Start of EXTRACTED RECORDS

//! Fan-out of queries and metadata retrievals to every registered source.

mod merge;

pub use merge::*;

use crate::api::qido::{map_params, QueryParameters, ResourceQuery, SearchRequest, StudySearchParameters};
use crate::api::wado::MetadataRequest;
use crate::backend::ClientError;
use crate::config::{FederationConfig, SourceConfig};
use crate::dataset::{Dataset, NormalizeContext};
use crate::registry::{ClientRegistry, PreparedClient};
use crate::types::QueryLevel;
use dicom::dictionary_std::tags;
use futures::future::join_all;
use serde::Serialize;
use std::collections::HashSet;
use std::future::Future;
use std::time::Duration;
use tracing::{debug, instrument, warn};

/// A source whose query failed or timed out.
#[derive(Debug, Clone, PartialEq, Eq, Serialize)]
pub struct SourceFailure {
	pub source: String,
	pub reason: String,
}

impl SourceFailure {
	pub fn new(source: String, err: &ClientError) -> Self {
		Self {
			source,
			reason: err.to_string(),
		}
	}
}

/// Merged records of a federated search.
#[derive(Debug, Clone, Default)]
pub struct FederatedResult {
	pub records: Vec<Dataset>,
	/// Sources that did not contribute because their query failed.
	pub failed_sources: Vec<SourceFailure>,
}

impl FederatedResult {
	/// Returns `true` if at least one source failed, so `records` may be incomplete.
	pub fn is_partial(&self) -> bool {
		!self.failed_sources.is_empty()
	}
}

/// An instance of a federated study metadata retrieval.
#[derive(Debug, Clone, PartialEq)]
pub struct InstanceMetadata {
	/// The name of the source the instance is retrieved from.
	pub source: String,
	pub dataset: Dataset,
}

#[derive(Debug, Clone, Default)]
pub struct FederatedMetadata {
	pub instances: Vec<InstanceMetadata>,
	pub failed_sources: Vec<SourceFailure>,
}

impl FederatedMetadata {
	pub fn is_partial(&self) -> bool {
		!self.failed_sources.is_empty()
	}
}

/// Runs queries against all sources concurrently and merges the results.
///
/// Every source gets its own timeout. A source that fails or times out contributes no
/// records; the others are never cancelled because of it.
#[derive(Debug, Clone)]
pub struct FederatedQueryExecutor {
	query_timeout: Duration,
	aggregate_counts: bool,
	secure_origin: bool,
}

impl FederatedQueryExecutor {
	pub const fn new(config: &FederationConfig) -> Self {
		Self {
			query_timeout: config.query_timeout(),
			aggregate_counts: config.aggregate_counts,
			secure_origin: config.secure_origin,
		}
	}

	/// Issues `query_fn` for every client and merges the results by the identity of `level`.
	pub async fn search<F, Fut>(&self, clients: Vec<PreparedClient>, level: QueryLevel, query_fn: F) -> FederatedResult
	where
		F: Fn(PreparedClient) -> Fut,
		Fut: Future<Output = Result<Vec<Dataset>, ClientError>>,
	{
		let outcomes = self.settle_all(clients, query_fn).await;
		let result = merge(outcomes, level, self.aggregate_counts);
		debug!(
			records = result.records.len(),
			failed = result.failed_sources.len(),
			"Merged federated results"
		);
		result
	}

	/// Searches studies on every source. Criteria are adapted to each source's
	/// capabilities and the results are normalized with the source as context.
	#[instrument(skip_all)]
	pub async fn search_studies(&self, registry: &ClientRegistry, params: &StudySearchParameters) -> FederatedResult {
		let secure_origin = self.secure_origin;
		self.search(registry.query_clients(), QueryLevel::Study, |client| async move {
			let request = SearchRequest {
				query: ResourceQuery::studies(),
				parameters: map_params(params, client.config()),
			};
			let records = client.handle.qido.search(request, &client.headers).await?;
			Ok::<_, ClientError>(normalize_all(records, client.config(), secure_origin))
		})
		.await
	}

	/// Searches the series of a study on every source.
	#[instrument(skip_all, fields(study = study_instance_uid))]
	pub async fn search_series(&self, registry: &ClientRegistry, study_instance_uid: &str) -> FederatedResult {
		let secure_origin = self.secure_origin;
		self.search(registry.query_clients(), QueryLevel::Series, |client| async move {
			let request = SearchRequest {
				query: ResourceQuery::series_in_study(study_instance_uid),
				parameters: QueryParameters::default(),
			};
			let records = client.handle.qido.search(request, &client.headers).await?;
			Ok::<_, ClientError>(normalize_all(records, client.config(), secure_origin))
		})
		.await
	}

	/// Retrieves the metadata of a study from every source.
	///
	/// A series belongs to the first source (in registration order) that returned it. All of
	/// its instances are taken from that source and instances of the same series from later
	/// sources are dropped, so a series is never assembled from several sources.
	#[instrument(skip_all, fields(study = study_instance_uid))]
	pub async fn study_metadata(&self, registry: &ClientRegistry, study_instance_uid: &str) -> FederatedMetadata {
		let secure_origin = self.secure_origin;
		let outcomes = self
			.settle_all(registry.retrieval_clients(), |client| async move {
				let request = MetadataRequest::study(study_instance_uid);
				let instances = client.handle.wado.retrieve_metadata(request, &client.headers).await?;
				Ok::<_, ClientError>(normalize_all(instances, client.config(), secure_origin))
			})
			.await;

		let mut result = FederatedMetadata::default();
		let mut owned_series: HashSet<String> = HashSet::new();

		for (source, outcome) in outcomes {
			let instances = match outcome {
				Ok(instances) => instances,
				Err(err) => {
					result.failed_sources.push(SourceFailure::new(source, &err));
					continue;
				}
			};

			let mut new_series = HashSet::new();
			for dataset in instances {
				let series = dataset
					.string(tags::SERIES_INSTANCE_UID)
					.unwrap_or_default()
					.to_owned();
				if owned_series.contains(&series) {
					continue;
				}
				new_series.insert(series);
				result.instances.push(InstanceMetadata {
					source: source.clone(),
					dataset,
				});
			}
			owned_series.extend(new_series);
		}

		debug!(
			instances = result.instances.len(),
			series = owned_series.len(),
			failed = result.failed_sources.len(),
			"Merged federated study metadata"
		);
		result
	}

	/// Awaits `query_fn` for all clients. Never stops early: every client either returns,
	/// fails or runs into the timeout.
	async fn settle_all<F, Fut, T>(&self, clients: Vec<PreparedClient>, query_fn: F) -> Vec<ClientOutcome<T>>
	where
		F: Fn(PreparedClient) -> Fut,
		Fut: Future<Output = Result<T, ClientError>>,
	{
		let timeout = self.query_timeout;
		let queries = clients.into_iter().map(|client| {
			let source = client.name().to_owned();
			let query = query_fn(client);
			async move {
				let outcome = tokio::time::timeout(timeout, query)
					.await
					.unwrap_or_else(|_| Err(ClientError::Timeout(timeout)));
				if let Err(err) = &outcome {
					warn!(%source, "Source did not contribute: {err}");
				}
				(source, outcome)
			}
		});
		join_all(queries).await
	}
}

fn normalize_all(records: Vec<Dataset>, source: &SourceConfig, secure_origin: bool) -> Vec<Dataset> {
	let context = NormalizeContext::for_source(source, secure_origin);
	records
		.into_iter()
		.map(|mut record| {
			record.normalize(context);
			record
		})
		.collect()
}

End of EXTRACTED RECORDS

### [WORK INSTRUCTIONS]
All the records are to be transcribed exactly, with no line missing.

### [THE COMPLETED TASK]
//! Fan-out of queries and metadata retrievals to every registered source.

mod merge;

pub use merge::*;

use crate::api::qido::{map_params, QueryParameters, ResourceQuery, SearchRequest, StudySearchParameters};
use crate::api::wado::MetadataRequest;
use crate::backend::ClientError;
use crate::config::{FederationConfig, SourceConfig};
use crate::dataset::{Dataset, NormalizeContext};
use crate::registry::{ClientRegistry, PreparedClient};
use crate::types::QueryLevel;
use dicom::dictionary_std::tags;
use futures::future::join_all;
use serde::Serialize;
use std::collections::HashSet;
use std::future::Future;
use std::time::Duration;
use tracing::{debug, instrument, warn};

/// A source whose query failed or timed out.
#[derive(Debug, Clone, PartialEq, Eq, Serialize)]
pub struct SourceFailure {
	pub source: String,
	pub reason: String,
}

impl SourceFailure {
	pub fn new(source: String, err: &ClientError) -> Self {
		Self {
			source,
			reason: err.to_string(),
		}
	}
}

/// Merged records of a federated search.
#[derive(Debug, Clone, Default)]
pub struct FederatedResult {
	pub records: Vec<Dataset>,
	/// Sources that did not contribute because their query failed.
	pub failed_sources: Vec<SourceFailure>,
}

impl FederatedResult {
	/// Returns `true` if at least one source failed, so `records` may be incomplete.
	pub fn is_partial(&self) -> bool {
		!self.failed_sources.is_empty()
	}
}

/// An instance of a federated study metadata retrieval.
#[derive(Debug, Clone, PartialEq)]
pub struct InstanceMetadata {
	/// The name of the source the instance is retrieved from.
	pub source: String,
	pub dataset: Dataset,
}

#[derive(Debug, Clone, Default)]
pub struct FederatedMetadata {
	pub instances: Vec<InstanceMetadata>,
	pub failed_sources: Vec<SourceFailure>,
}

impl FederatedMetadata {
	pub fn is_partial(&self) -> bool {
		!self.failed_sources.is_empty()
	}
}

/// Runs queries against all sources concurrently and merges the results.
///
/// Every source gets its own timeout. A source that fails or times out contributes no
/// records; the others are never cancelled because of it.
#[derive(Debug, Clone)]
pub struct FederatedQueryExecutor {
	query_timeout: Duration,
	aggregate_counts: bool,
	secure_origin: bool,
}

impl FederatedQueryExecutor {
	pub const fn new(config: &FederationConfig) -> Self {
		Self {
			query_timeout: config.query_timeout(),
			aggregate_counts: config.aggregate_counts,
			secure_origin: config.secure_origin,
		}
	}

	/// Issues `query_fn` for every client and merges the results by the identity of `level`.
	pub async fn search<F, Fut>(&self, clients: Vec<PreparedClient>, level: QueryLevel, query_fn: F) -> FederatedResult
	where
		F: Fn(PreparedClient) -> Fut,
		Fut: Future<Output = Result<Vec<Dataset>, ClientError>>,
	{
		let outcomes = self.settle_all(clients, query_fn).await;
		let result = merge(outcomes, level, self.aggregate_counts);
		debug!(
			records = result.records.len(),
			failed = result.failed_sources.len(),
			"Merged federated results"
		);
		result
	}

	/// Searches studies on every source. Criteria are adapted to each source's
	/// capabilities and the results are normalized with the source as context.
	#[instrument(skip_all)]
	pub async fn search_studies(&self, registry: &ClientRegistry, params: &StudySearchParameters) -> FederatedResult {
		let secure_origin = self.secure_origin;
		self.search(registry.query_clients(), QueryLevel::Study, |client| async move {
			let request = SearchRequest {
				query: ResourceQuery::studies(),
				parameters: map_params(params, client.config()),
			};
			let records = client.handle.qido.search(request, &client.headers).await?;
			Ok::<_, ClientError>(normalize_all(records, client.config(), secure_origin))
		})
		.await
	}

	/// Searches the series of a study on every source.
	#[instrument(skip_all, fields(study = study_instance_uid))]
	pub async fn search_series(&self, registry: &ClientRegistry, study_instance_uid: &str) -> FederatedResult {
		let secure_origin = self.secure_origin;
		self.search(registry.query_clients(), QueryLevel::Series, |client| async move {
			let request = SearchRequest {
				query: ResourceQuery::series_in_study(study_instance_uid),
				parameters: QueryParameters::default(),
			};
			let records = client.handle.qido.search(request, &client.headers).await?;
			Ok::<_, ClientError>(normalize_all(records, client.config(), secure_origin))
		})
		.await
	}

	/// Retrieves the metadata of a study from every source.
	///
	/// A series belongs to the first source (in registration order) that returned it. All of
	/// its instances are taken from that source and instances of the same series from later
	/// sources are dropped, so a series is never assembled from several sources.
	#[instrument(skip_all, fields(study = study_instance_uid))]
	pub async fn study_metadata(&self, registry: &ClientRegistry, study_instance_uid: &str) -> FederatedMetadata {
		let secure_origin = self.secure_origin;
		let outcomes = self
			.settle_all(registry.retrieval_clients(), |client| async move {
				let request = MetadataRequest::study(study_instance_uid);
				let instances = client.handle.wado.retrieve_metadata(request, &client.headers).await?;
				Ok::<_, ClientError>(normalize_all(instances, client.config(), secure_origin))
			})
			.await;

		let mut result = FederatedMetadata::default();
		let mut owned_series: HashSet<String> = HashSet::new();

		for (source, outcome) in outcomes {
			let instances = match outcome {
				Ok(instances) => instances,
				Err(err) => {
					result.failed_sources.push(SourceFailure::new(source, &err));
					continue;
				}
			};

			let mut new_series = HashSet::new();
			for dataset in instances {
				let series = dataset
					.string(tags::SERIES_INSTANCE_UID)
					.unwrap_or_default()
					.to_owned();
				if owned_series.contains(&series) {
					continue;
				}
				new_series.insert(series);
				result.instances.push(InstanceMetadata {
					source: source.clone(),
					dataset,
				});
			}
			owned_series.extend(new_series);
		}

		debug!(
			instances = result.instances.len(),
			series = owned_series.len(),
			failed = result.failed_sources.len(),
			"Merged federated study metadata"
		);
		result
	}

	/// Awaits `query_fn` for all clients. Never stops early: every client either returns,
	/// fails or runs into the timeout.
	async fn settle_all<F, Fut, T>(&self, clients: Vec<PreparedClient>, query_fn: F) -> Vec<ClientOutcome<T>>
	where
		F: Fn(PreparedClient) -> Fut,
		Fut: Future<Output = Result<T, ClientError>>,
	{
		let timeout = self.query_timeout;
		let queries = clients.into_iter().map(|client| {
			let source = client.name().to_owned();
			let query = query_fn(client);
			async move {
				let outcome = tokio::time::timeout(timeout, query)
					.await
					.unwrap_or_else(|_| Err(ClientError::Timeout(timeout)));
				if let Err(err) = &outcome {
					warn!(%source, "Source did not contribute: {err}");
				}
				(source, outcome)
			}
		});
		join_all(queries).await
	}
}

fn normalize_all(records: Vec<Dataset>, source: &SourceConfig, secure_origin: bool) -> Vec<Dataset> {
	let context = NormalizeContext::for_source(source, secure_origin);
	records
		.into_iter()
		.map(|mut record| {
			record.normalize(context);
			record
		})
		.collect()
}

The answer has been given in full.